R: Explain the output of machine learning models with more...

explain {shapr}

R Documentation

Explain the output of machine learning models with more accurately estimated Shapley values

Description

Explain the output of machine learning models with more accurately estimated Shapley values

Usage

explain(x, explainer, approach, prediction_zero, ...)

## S3 method for class 'empirical'
explain(
  x,
  explainer,
  approach,
  prediction_zero,
  type = "fixed_sigma",
  fixed_sigma_vec = 0.1,
  n_samples_aicc = 1000,
  eval_max_aicc = 20,
  start_aicc = 0.1,
  w_threshold = 0.95,
  ...
)

## S3 method for class 'gaussian'
explain(
  x,
  explainer,
  approach,
  prediction_zero,
  mu = NULL,
  cov_mat = NULL,
  ...
)

## S3 method for class 'copula'
explain(x, explainer, approach, prediction_zero, ...)

## S3 method for class 'ctree'
explain(
  x,
  explainer,
  approach,
  prediction_zero,
  mincriterion = 0.95,
  minsplit = 20,
  minbucket = 7,
  sample = TRUE,
  ...
)

## S3 method for class 'combined'
explain(
  x,
  explainer,
  approach,
  prediction_zero,
  mu = NULL,
  cov_mat = NULL,
  ...
)

## S3 method for class 'ctree_comb_mincrit'
explain(x, explainer, approach, prediction_zero, mincriterion, ...)

Arguments

`x`	A matrix or data.frame.

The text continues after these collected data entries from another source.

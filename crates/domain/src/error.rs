//! Error types shared by the domain modules.

use thiserror::Error;

/// Malformed user input: amounts, percentages or addresses.
#[derive(Debug, Clone, PartialEq, Eq, Error)]
pub enum ParseError {
    /// The input was empty or contained no digits.
    #[error("empty amount")]
    Empty,
    /// The input contained a character that is not a digit or a single dot.
    #[error("invalid character {found:?} in {input:?}")]
    InvalidCharacter {
        /// The offending input.
        input: String,
        /// The first rejected character.
        found: char,
    },
    /// More fractional digits than the token supports.
    #[error("{input:?} has {found} fractional digits, at most {max} allowed")]
    TooPrecise {
        /// The offending input.
        input: String,
        /// Fractional digits found.
        found: usize,
        /// Fractional digits allowed.
        max: u8,
    },
    /// The value does not fit in 256 bits.
    #[error("amount {0:?} overflows 256 bits")]
    Overflow(String),
    /// Token precision beyond what a 256-bit integer can scale.
    #[error("unsupported token precision: {0} decimals")]
    UnsupportedDecimals(u8),
    /// Slippage tolerance above 100%.
    #[error("slippage {0}% is above 100%")]
    SlippageOutOfRange(String),
    /// A hex address that is not 20 bytes of hex.
    #[error("invalid address {0:?}")]
    InvalidAddress(String),
}

/// Arithmetic failures of the pool formulas.
#[derive(Debug, Clone, Copy, PartialEq, Eq, Error)]
pub enum MathError {
    /// One of the reserves is zero, so no price exists.
    #[error("reserves must be non-zero")]
    EmptyReserves,
    /// No liquidity shares are outstanding.
    #[error("total liquidity is zero")]
    NoLiquidity,
    /// A swap fee of 100% or more.
    #[error("fee of {0} bps leaves nothing to swap")]
    InvalidFee(u32),
    /// An intermediate product overflowed 256 bits.
    #[error("arithmetic overflow")]
    Overflow,
}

Contains the the features, whose predictions ought to be explained (test data).
`explainer`	An `explainer` object to use for explaining the observations. See `shapr`.
`approach`	Character vector of length `1` or `n_features`. `n_features` equals the total number of features in the model. All elements should either be `"gaussian"`, `"copula"`, `"empirical"`, or `"ctree"`. See details for more information.
`prediction_zero`	Numeric. The prediction value for unseen data, typically equal to the mean of the response.
`...`	Additional arguments passed to `prepare_data`
`type`	Character. Should be equal to either `"independence"`, `"fixed_sigma"`, `"AICc_each_k"` or `"AICc_full"`.
`fixed_sigma_vec`	Numeric. Represents the kernel bandwidth. Note that this argument is only applicable when `approach = "empirical"`, and `type = "fixed_sigma"`
`n_samples_aicc`	Positive integer. Number of samples to consider in AICc optimization. Note that this argument is only applicable when `approach = "empirical"`, and `type` is either equal to `"AICc_each_k"` or `"AICc_full"`
`eval_max_aicc`	Positive integer. Maximum number of iterations when optimizing the AICc. Note that this argument is only applicable when `approach = "empirical"`, and `type` is either equal to `"AICc_each_k"` or `"AICc_full"`
`start_aicc`	Numeric. Start value of `sigma` when optimizing the AICc. Note that this argument is only applicable when `approach = "empirical"`, and `type` is either equal to `"AICc_each_k"` or `"AICc_full"`
`w_threshold`	Positive integer between 0 and 1.
`mu`	Numeric vector. (Optional) Containing the mean of the data generating distribution. If `NULL` the expected values are estimated from the data. Note that this is only used when `approach = "gaussian"`.
`cov_mat`	Numeric matrix. (Optional) Containing the covariance matrix of the data generating distribution. `NULL` means it is estimated from the data if needed (in the Gaussian approach).
`mincriterion`	Numeric value or vector where length of vector is the number of features in model. Value is equal to 1 - alpha where alpha is the nominal level of the conditional independence tests. If it is a vector, this indicates which mincriterion to use when conditioning on various numbers of features.
`minsplit`	Numeric value. Equal to the value that the sum of the left and right daughter nodes need to exceed.
`minbucket`	Numeric value. Equal to the minimum sum of weights in a terminal node.
`sample`	Boolean. If TRUE, then the method always samples `n_samples` from the leaf (with replacement). If FALSE and the number of obs in the leaf is less than `n_samples`, the method will take all observations in the leaf. If FALSE and the number of obs in the leaf is more than `n_samples`, the method will sample `n_samples` (with replacement). This means that there will always be sampling in the leaf unless `sample` = FALSE AND the number of obs in the node is less than `n_samples`.

Details

The most important thing to notice is that shapr has implemented four different approaches for estimating the conditional distributions of the data, namely "empirical", "gaussian", "copula" and "ctree".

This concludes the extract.